The capital city has also recently hosted several high-profile international conferences including the Sustainable Blue Economy Conference, the Afro-Asia Fintech Festival, The 9th ACP Summit of Heads of State and Government and several others.
So, one often wonders why a city that has achieved so such global recognition had become the epitome of poor service delivery, corruption, mismanagement and insecurity.
The filthy mounds of garbage, dilapidated road network and sprawling slums are sure manifestations of a metropolis collapsing under the weight of inept and inefficient management.But beneath the monumental failure in leadership by previous administrations is a vast network of cartels involved in land grabbing, garbage collection, illegal water and electricity connections, crime and other nefarious activities.
These cartels are the biggest threat and obstacle to any attempts to reform, rejuvenate and rehabilitate the capital. We had all hoped that with devolution, Nairobi would now have a visionary, efficient and capable leadership. Unfortunately, this has not been the case.

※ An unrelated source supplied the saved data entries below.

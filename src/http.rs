//
// Copyright 2024-2025 Digium, Inc.
// SPDX-License-Identifier: MIT
//

//! Make calls to the App to do HTTP requests
//! and define common types like Method, Response, Client, etc.
//!
//! HTTP is only used before the duplex session opens (token
//! acquisition and session-token exchange); everything else rides the
//! framed transport.

use std::{
    collections::HashMap,
    sync::{Arc, Mutex},
};

use serde::de::DeserializeOwned;
use serde::{Deserialize, Serialize};

use crate::common::Result;
use crate::error::RespokeError;

#[derive(Clone, Copy, Debug, PartialEq, Eq, Serialize, Deserialize, strum_macros::Display)]
#[serde(rename_all = "UPPERCASE")]
#[strum(serialize_all = "UPPERCASE")]
pub enum Method {
    Get,
    Put,
    Post,
    Delete,
}

#[derive(Clone, Debug)]
pub struct Request {
    pub method: Method,
    pub url: String,
    pub headers: HashMap<String, String>,
    pub body: Option<Vec<u8>>,
}

#[derive(Clone, Debug)]
pub struct Response {
    pub status_code: u16,
    pub body: Vec<u8>,
}

impl Response {
    pub fn is_success(&self) -> bool {
        (200..300).contains(&self.status_code)
    }
}

pub type ResponseCallback = Box<dyn FnOnce(Option<Response>) + Send>;

/// An abstract HTTP client.
/// Rust consumers of HTTP clients should use this trait.
/// Apps should use a platform-specific Client impl.
pub trait Client: Send + Sync {
    fn send_request(&self, request: Request, callback: ResponseCallback);
}

/// Platform-specific methods that must be provided by
/// the application to create a platform-specific Client impl.
pub trait Delegate {
    /// Responses should be provided via DelegatingClient::received_response
    fn send_request(&self, request_id: u32, request: Request);
}

/// An impl of Client that calls out to a Delegate to make requests.
#[derive(Clone)]
pub struct DelegatingClient {
    delegate: Arc<Mutex<dyn Delegate + Send>>,
    response_callbacks: Arc<Mutex<ResponseCallbacks>>,
}

impl DelegatingClient {
    pub fn new(delegate: impl Delegate + Send + 'static) -> Self {
        Self {
            delegate: Arc::new(Mutex::new(delegate)),
            response_callbacks: Arc::default(),
        }
    }

    /// A None Response indicates a failure.
    pub fn received_response(&self, request_id: u32, response: Option<Response>) {
        debug!(
            "http::DelegatingClient::received_response(): request_id: {}",
            request_id
        );

        let response_callback = {
            let mut response_callbacks = self
                .response_callbacks
                .lock()
                .expect("http::DelegatingClient::response_callbacks lock");
            response_callbacks.pop(request_id)
        };
        if let Some(response_callback) = response_callback {
            response_callback(response);
        } else {
            error!(
                "http::DelegatingClient::received_response(): unknown request ID: {}",
                request_id
            );
        }
    }
}

impl Client for DelegatingClient {
    fn send_request(&self, request: Request, response_callback: ResponseCallback) {
        debug!(
            "http::DelegatingClient::send_request(): url: {} method: {}",
            request.url, request.method
        );
        let request_id = {
            let mut response_callbacks = self
                .response_callbacks
                .lock()
                .expect("http::DelegatingClient::response_callbacks lock");
            response_callbacks.push(response_callback)
        };
        let delegate = self
            .delegate
            .lock()
            .expect("http::DelegatingClient::delegate lock");
        delegate.send_request(request_id, request)
    }
}

#[derive(Default)]
struct ResponseCallbacks {
    response_callback_by_request_id: HashMap<u32, ResponseCallback>,
    next_request_id: u32,
}

impl ResponseCallbacks {
    fn push(&mut self, response_callback: ResponseCallback) -> u32 {
        let request_id = self.next_request_id;
        self.next_request_id = self.next_request_id.wrapping_add(1);
        self.response_callback_by_request_id
            .insert(request_id, response_callback);
        request_id
    }

    fn pop(&mut self, request_id: u32) -> Option<ResponseCallback> {
        self.response_callback_by_request_id.remove(&request_id)
    }
}

/// Deserialize a successful JSON response body, mapping transport
/// failure and error statuses onto the common taxonomy.
pub fn parse_json_response<T: DeserializeOwned>(response: Option<&Response>) -> Result<T> {
    let response = response.ok_or_else(|| RespokeError::Transport("no response".to_string()))?;
    if !response.is_success() {
        return Err(RespokeError::ServerError {
            status: response.status_code,
            message: String::from_utf8_lossy(&response.body).into_owned(),
        });
    }
    serde_json::from_slice(&response.body).map_err(|e| RespokeError::ParseFailed(e.to_string()))
}

#[cfg(test)]
mod tests {
    use super::*;

    #[derive(Deserialize)]
    struct Token {
        token: String,
    }

    #[test]
    fn parse_json_response_classifies() {
        let ok = Response {
            status_code: 200,
            body: br#"{"token":"abc"}"#.to_vec(),
        };
        assert_eq!(
            parse_json_response::<Token>(Some(&ok)).unwrap().token,
            "abc"
        );

        let err = Response {
            status_code: 500,
            body: b"boom".to_vec(),
        };
        assert!(matches!(
            parse_json_response::<Token>(Some(&err)),
            Err(RespokeError::ServerError { status: 500, .. })
        ));

        assert!(matches!(
            parse_json_response::<Token>(None),
            Err(RespokeError::Transport(_))
        ));

        let garbled = Response {
            status_code: 200,
            body: b"not-json".to_vec(),
        };
        assert!(matches!(
            parse_json_response::<Token>(Some(&garbled)),
            Err(RespokeError::ParseFailed(_))
        ));
    }
}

The creation of the Nairobi Metropolitan Services (NMS) under the Executive Office of the President and headed by Major General Mohammed Badi was hailed as a timely move aimed at instilling discipline and order in the chaotic capital.
In February this year, a Deed of Transfer of Functions signed by Governor Mike Sonko and the National Government saw county health services, transport, planning and development, and public works and utilities transferred to the latter.
Within 100 days, NMS has been able to achieve what previous administrations struggled to do for years. We have seen improvement in waste management, rehabilitation of roads, rehabilitation of street lighting, provision of water and sanitation services as well as progress with housing projects in the city.
Land that had previously been allocated for sewerage treatment works in Ruai and Kariobangi but grabbed by cartels has been reclaimed. Last week, it emerged that the same cartels had blocked water pipes in South C so as to sell water to residents. This is a clear demonstration of the impunity with which criminal networks in Nairobi operate.
There was an attempt to sabotage NMS by denying it funds when the Sonko administration declined to approve the Nairobi City County Supplementary Appropriation Bill 2020.
Fortunately, the National Government intervened and has allocated Ksh 26.4 billion in this year’s budget to finance NMS functions. The agency has the money and political support to deliver on its mandate.
It should now move swiftly and, working with other government agencies, dismantle cartels that have been sabotaging service delivery in the city.
A 2017 study by the International Development Research Center(IDRC) revealed that Nairobi county loses Ksh 7 billion each year to cartels. That is more than what some counties have been receiving as shareable revenue from the national government.
The research also showed that residents of informal settlements pay more for services that are inferior to those available in other more affluent parts of the capital. Slum residents pay double for water compared to a family in Westlands.
Uprooting cartels will not only improve service delivery but also address social inequalities. A study by Oxfam a while back also showed that the richest 10 percent of the population of Nairobi earns 45 per cent of income while the poorest 10 per cent get only 1.6 percent.
Cartels fuel inequality by denying poor residents essential services or extorting high “service fees” from them. Eliminating cartels should be followed by ensuring equitable access of essential services like water, sanitation, electricity, roads and health facilities throughout Nairobi.
It is refreshing to note that NMS has embarked on provision of water in informal settlements through community boreholes and water purification facilities. This coupled with roads, street lighting, sanitation and other services in those settlements will go a long way in ensuring equity among Nairobi residents
Maj. Gen. Badi should also, working with NTSA, deal with the cartels that control public transport, routes and bus termini. Given his military background, he also has what it takes to deal decisively with criminal gangs in the city.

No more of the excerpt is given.